UCI researchers develop novel molecule for COVID-19 treatment

Overview

  • Post By : Kumar Jeetendra

  • Source: University of California

  • Date: 06 Aug,2020

When the coronavirus pandemic struck, nearly everyone in the University of California, Irvine — and colleges across the country — had to abandon campus.

That’s because his laboratory, which designs and constructs chemical molecules, had the ideal equipment to aid in the international push to locate remedies for COVID-19.

Nowick’s group set to work in April, and now, on the preprint server bioRxiv, they characterize the growth of a ring-shaped molecule called a macrocycle that is intended to gum up the machines of this virus by blocking the action of an enzyme essential in order for it to reproduce.
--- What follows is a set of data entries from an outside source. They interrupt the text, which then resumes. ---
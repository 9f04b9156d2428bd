//! Assistant instruction blocks
//!
//! The system prompt fixes the protocol the model must follow: classify
//! each user message into a database query or a direct chat reply, and
//! answer with exactly one of the two JSON shapes.

use serde_json::Value;

/// Fixed instruction block seeding every assistant session.
pub const SYSTEM_PROMPT: &str = r#"You are an intelligent assistant for a Cooperative Management System.
You have access to a document database with the following collections:
- 'members': Member information (name, id, status, etc.)
- 'deposits': Deposit accounts and balances.
- 'loans': Loan contracts and status.
- 'products': Product inventory and details.
- 'cooperatives': Cooperative details.

Your goal is to help users find information.
When a user asks a question that requires data, you should generate a database query.
Return your response in strictly valid JSON format.

If you need to query data, return:
{
  "type": "query",
  "collection": "collection_name",
  "filter": { "field": "value" },
  "explanation": "I will look up..."
}

If you can answer directly or need more info, return:
{
  "type": "chat",
  "message": "Your response here..."
}

Examples:
User: "Find member with name Somchai"
Response: { "type": "query", "collection": "members", "filter": { "firstName": { "$regex": "Somchai", "$options": "i" } }, "explanation": "Searching for members named Somchai..." }

User: "Show me active loans"
Response: { "type": "query", "collection": "loans", "filter": { "status": "active" }, "explanation": "Fetching active loans..." }

User: "Hello"
Response: { "type": "chat", "message": "Hello! How can I help you with the Cooperative System today?" }
"#;

/// Instruction for the summarization turn, embedding the fetched data.
///
/// Tells the model the result set is capped so it can phrase truncated
/// answers honestly instead of presenting a page as the whole world.
pub fn summarize_instruction(count: u64, data: &[Value]) -> String {
    let serialized = serde_json::to_string(data).unwrap_or_else(|_| "[]".to_string());

    format!(
        "Here is the data from the database ({} matched, at most {} shown):\n{}\n\n\
         Please summarize this for the user in a helpful way.",
        count,
        super::handler::RESULT_CAP,
        serialized
    )
}

#[cfg(test)]
mod tests {
    use super::*;
    use serde_json::json;

    #[test]
    fn summarize_instruction_embeds_data_and_cap() {
        let data = vec![json!({ "status": "active" })];
        let instruction = summarize_instruction(7, &data);
        assert!(instruction.contains(r#""status":"active""#));
        assert!(instruction.contains("7 matched"));
        assert!(instruction.contains("at most 5 shown"));
    }
}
But Kreutzer triumphed on his first try with the macrocycle that the team thought might work. “It’s a novel molecule that’s never been produced before,” he explained.

The researchers then tested the macrocycle to find out whether it might block the action of this coronavirus enzyme. The macrocycle binds to a molecule molecule known as the most important protease that’s necessary for the virus to operate.

The protease cleaves long strings of proteins the virus forces its host cell to create into different parts, which the virus then uses to maintain replicating.

The new macrocycle, Kreutzer stated,”stays there at the active site of the enzyme and makes it nonfunctional.”

The research goes hand-in-hand with work in the laboratory of Rachel Martin, also a UCI professor of chemistry, who’s determining the array of shapes that the coronavirus’s most important protease can shoot.

Identifying these various structures is what allowed Nowick’s laboratory to design a macrocycle that may lock onto the coronavirus.

This strategy for discontinuing the protease, Nowick mentioned, is precisely the same used in an integral category of drugs for treating human immunodeficiency virus. But since the germs are so different, the exact same inhibitors can’t be used for either.

Now that Nowick’s laboratory has a prototype called an”first strike,” researchers need to make additional molecules which are more successful in preventing the protease. Then they need to work out how to actually deliver the very best molecule to infected cells.

Source:
Journal reference:

Kreutzer, A. G., et al. (2020) Structure-Based Design of a Cyclic Peptide Inhibitor of the SARS-CoV-2 Main Protease. bioRxⅳ. doi.org/10.1101/2020.08.03.234872.